The study, from academics at Cardiff University, Loughborough University and the University of Oxford, used computer software to analyse the range of nouns and adjectives used in 33 of his best-selling Discworld novels.
The results show a significant decrease in the diversity of nouns and adjectives in his later works. This shift was particularly marked in the diversity of adjectives, which decreased below a defined threshold approximately ten years before Pratchett's formal diagnosis.
Sir Terry Pratchett died in 2015 at the age of 66. He had posterior cortical atrophy, a rare form of early-onset Alzheimer's disease that primarily affects visual processing.
Study co-author Dr Melody Pattison, based at Cardiff University's School of English, Communication and Philosophy, said: "Our analysis of Sir Terry Pratchett's novels suggests that subtle changes in linguistic patterns, such as decreased lexical diversity, may precede clinical diagnosis of dementia by a considerable margin. In particular we found the richness of descriptive language in his books gradually narrowed."
We would normally expect less lexical diversity as texts get longer, but even after controlling for text length our findings were still significant. This was not something a reader would necessarily notice, but rather a subtle, progressive change. --Dr Melody Pattison
[...] "Research indicates that memory problems may not be the first symptom of dementia. We wanted to explore whether language could be an early warning sign, and to do this, we used Sir Terry Pratchett's books, who himself suffered dementia.
"Our analysis found that Sir Terry's use of language did indeed change during his career. These results suggest that language may be one of the first signs of dementia, and Sir Terry's books reveal a potential new approach for early diagnosis."

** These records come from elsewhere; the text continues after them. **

/// Open Packaging Conventions (OPC) implementation.
///
/// The package model composition works against: part names, relationship
/// tables, the content-type registry, and a session that caches parsed parts
/// over an archive store.
///
/// - `packuri`: part names and the `_rels` naming scheme
/// - `rel`: relationship tables, id allocation and target resolution
/// - `content_types`: `[Content_Types].xml` Default/Override entries
/// - `phys_pkg`: the archive store seam and its ZIP implementation
/// - `package`: the per-session part cache with explicit commit
pub mod constants;
pub mod content_types;
pub mod error;
pub mod package;
pub mod packuri;
pub mod phys_pkg;
pub mod rel;

// Re-export commonly used types
pub use content_types::ContentTypes;
pub use error::OpcError;
pub use package::Package;
pub use packuri::PackURI;
pub use phys_pkg::{ArchiveStore, ZipStore};
pub use rel::{NewRelationship, RelSelector, Relationship, Relationships, Target};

Journal Reference: Brain Sci. 2026, 16(1), 94; https://doi.org/10.3390/brainsci16010094
(Score: 3, Insightful) by looorg on Thursday February 12, @06:51PM
For me this might work. For a lot of us it might work. It is a fairly substantial and solid body of text collected over a decade or whatnot. From my user number I was probably signed up within a day or less of it going public. I don't recall now but it can't have been to long after.
That said the text here might leave some things to be desired from a professional viewpoint. It might in some regard be a lot more casual writing. I guess most message boards and such postings are. As in there is no large amount of editing involved, for the obviously technical limitations as there is no edit function.
In that regard perhaps that is even better as a diagnostic tool. More of a direct flow from the brain to the keyboard instead of having been edited over and over again.
The other issue, for me at least, is that I'm not a native English speaker. It's more of a third language. But it might be good enough due to my age and having written and spoken it for at least four:ish decades or so.